Derby - Friday - 33 Entries Judges: Michael Kates & Cal Rumbley
# Dog Name Owner Handler 
1 Stormycreek's Mia David Yeo David Mosher 
2 Nodaway Valley's Gambling Man Lisa A Demko Patrick Daignault 
3 General Lee's Odin Capote Lee Holcombe Patricia Jordan/Lee Holcombe 
4 Greenwing Tall Timber Craig Stonesifer Craig A Stonesifer/Ed Forry 
5 Tucquans One Tough Customer Zachary Andrews Jeff Edwards 
6 Virgil's Gunslingin Clementine Robert & Megan Patterson Patti Roberts 
7 Trifecta's Place Your Bets Lisa Kane Lisa Kane/Grace Mondrosch 
8 Redgate's Citation Paul Brown Jim Van Engen 
9 Kapprivers NoGuts NoGlory Jeffrey Hart Jeffrey Hart 
10 Gabby's Shooter Girl Eleanor Hesler Eleanor Hesler 
11 Greenwood Gracie Drew Clendaniel Drew Clendaniel 
12 Cropper's Get Sum karen cropper Newt Cropper 
13 Hillcrest Explorer Dave Wolcott Dave Wolcott 
14 Miss Watusi Jenkins W.C & Kathy Rasberry Patti Roberts 
15 Piankapank Petey Walter Bundy Jeff Stoneman 
16 Castlebay Abe's Cranberry Run Lynn Budd Ed Forry 
17 REBEL RIDGE QUICK PICK jeff lyons Madelyn Yelton 
18 Carolina's Ruby In The Dust Kay and Clint Joyner Clint Joyner 
19 Dayspring's Midnight Express Lasal Banty Lasal Banty 
20 Fern Cobble's Fannie Mae Les Levering Les Levering 
21 Biggun's Blackfoot Princess Jeffrey Edwards Jeff Edwards 
22 MVP Priscilla Johnson Patti Roberts 
23 Hillcrest Hannah B. Good Jerry Gisclair David Wolcott 
24 Cleared for Takeoff Dave Opseth David Opseth 
25 Forry's Charmed One Ed Forry & Mary Ann Ketterer Edward Forry 
26 Drake of Longwood David Holcomb Ed Forry 
27 Blackwaters Indellable Marker Tony Hunt Tony Hunt 
28 Mighty Mo the Dynamo Laura Dolid Laura Dolid 
29 Albion Marmaduck Ruggles of Red Gap Michael Globetti Michael Globetti 
30 Beaverdam's Sneak Attack John & Marge Stouffer Patti Roberts 
31 Hillcrest Sadie's Pick Dave Wolcott Dave Wolcott 
32 Yardley Labs Ms T-Maxx John Goodwin Jeff Goodwin 
33 Rev Blu Genes Rex Bell Rex Bell


----------



## YardleyLabs (Dec 22, 2006)

Derby #32 is a scratch (foot injury).
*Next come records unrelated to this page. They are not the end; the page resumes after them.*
//! Keyboard and gesture input mapping

use serde::{Deserialize, Serialize};

/// Minimum horizontal travel for a swipe, in device-independent pixels
pub const MIN_SWIPE_DISTANCE: f64 = 50.0;

/// Keys the reader reacts to
#[derive(Debug, Clone, Copy, PartialEq, Eq)]
pub enum Key {
    ArrowLeft,
    ArrowRight,
    Escape,
    Other,
}

impl Key {
    /// Parse a DOM-style key name
    pub fn from_name(name: &str) -> Self {
        match name {
            "ArrowLeft" => Key::ArrowLeft,
            "ArrowRight" => Key::ArrowRight,
            "Escape" => Key::Escape,
            _ => Key::Other,
        }
    }
}

/// Discrete commands the reader session understands
#[derive(Debug, Clone, Copy, PartialEq, Eq, Serialize, Deserialize)]
#[serde(tag = "type", content = "page", rename_all = "camelCase")]
pub enum ReaderCommand {
    Next,
    Prev,
    Goto(u32),
    ToggleBookmark,
    Close,
}

pub fn command_for_key(key: Key) -> Option<ReaderCommand> {
    match key {
        Key::ArrowRight => Some(ReaderCommand::Next),
        Key::ArrowLeft => Some(ReaderCommand::Prev),
        Key::Escape => Some(ReaderCommand::Close),
        Key::Other => None,
    }
}

/// Tracks one horizontal touch gesture
#[derive(Debug, Clone, Copy, Default)]
pub struct SwipeTracker {
    start: Option<f64>,
    end: Option<f64>,
}

impl SwipeTracker {
    pub fn new() -> Self {
        Self::default()
    }

    pub fn touch_start(&mut self, x: f64) {
        self.start = Some(x);
        self.end = None;
    }

    pub fn touch_move(&mut self, x: f64) {
        self.end = Some(x);
    }

    /// Finish the gesture. A leftward swipe turns forward, rightward back.
    pub fn touch_end(&mut self) -> Option<ReaderCommand> {
        let (start, end) = (self.start.take()?, self.end.take()?);
        let distance = start - end;

        if distance > MIN_SWIPE_DISTANCE {
            Some(ReaderCommand::Next)
        } else if distance < -MIN_SWIPE_DISTANCE {
            Some(ReaderCommand::Prev)
        } else {
            None
        }
    }
}
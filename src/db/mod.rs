//! Database module for SQLite persistence
//!
//! Library records and bookmarks are stored as whole serialized values in a
//! key-value table.

mod kv;
mod schema;

pub use kv::KvStore;
pub use schema::initialize_schema;

use sqlx::sqlite::{SqliteConnectOptions, SqlitePool, SqlitePoolOptions};
use std::str::FromStr;

use crate::error::Result;

/// Create a new database connection pool
pub async fn create_pool(database_url: &str) -> Result<SqlitePool> {
    let options = SqliteConnectOptions::from_str(database_url)?
        .create_if_missing(true)
        .journal_mode(sqlx::sqlite::SqliteJournalMode::Wal)
        .synchronous(sqlx::sqlite::SqliteSynchronous::Normal);

    let pool = SqlitePoolOptions::new()
        .max_connections(5)
        .connect_with(options)
        .await?;

    initialize_schema(&pool).await?;

    Ok(pool)
}

/// Single-connection in-memory pool, for tests and throwaway instances
pub async fn create_memory_pool() -> Result<SqlitePool> {
    let pool = SqlitePoolOptions::new()
        .max_connections(1)
        .idle_timeout(None)
        .max_lifetime(None)
        .connect("sqlite::memory:")
        .await?;

    initialize_schema(&pool).await?;

    Ok(pool)
}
Hopefully back in action next week after a month of scratches.


----------



## Ron Schuna (Jan 22, 2004)

Any callbacks from the Q?


----------



## Bob Agnor (Nov 25, 2004)

30 back in the qual. As long as you didn't p/u and got the birds you'rs back.


----------



## Ron Schuna (Jan 22, 2004)

Thanks a bunch!


----------



## Breck (Jul 1, 2003)

Thank you Randy Bohn for Winning the Qualifying with Smoke. 
You da Man!
Thanks also to judges Mike and Cal. 
!!!!!!!!!!!!!!!!
Smoke is the dog pictured in my avatar.


----------



## captdan (Jan 25, 2004)

Breck,

What else can you tell us about the other stakes.

Capt Dan


----------



## Breck (Jul 1, 2003)

Dan,
Didn't really get full details for the rest of the trial. 
I believe Dave Ospeth put the big AFC on Talla. 
Hope that's accurate Dave, congratulations!


----------



## Sabireley (Feb 2, 2005)

Yep, Wutadog did put the AFC on Talla with an AM 2nd! Jack Qwaltney got first. I am not sure about the rest of the placements.


----------



## lablover (Dec 17, 2003)

Congratulations to Jack and Dave! They have worked hard and long for these accomplishments.


----------



## dogcommand (May 22, 2003)

Yahoo, congratulations Dave and Talla!

from Janet and Gyro


----------



## D Osborn (Jul 19, 2004)

Yeah-congrats to Dave and Talla-they have worked very hard to get here!
And to Smoke, Randy and Breck-how far he has come!!

Congrats guys, you have a lot to be proud of!


----------



## YardleyLabs (Dec 22, 2006)

Great going with Talla. Congratulations Dave!


----------



## jeff t. (Jul 24, 2003)

Sabireley said:


> Yep, Wutadog did put the AFC on Talla with an AM 2nd!


Yessss! How cool is that?

Congratulations Dave!

JT


----------



## Stylesl (Feb 1, 2004)

Breck-

Great news about Smoke. The memories I have of him when he was with Jamie are many. I think it is safe to say-Smoke loves to retrieve! However, that desire lacked a little focus sometimes.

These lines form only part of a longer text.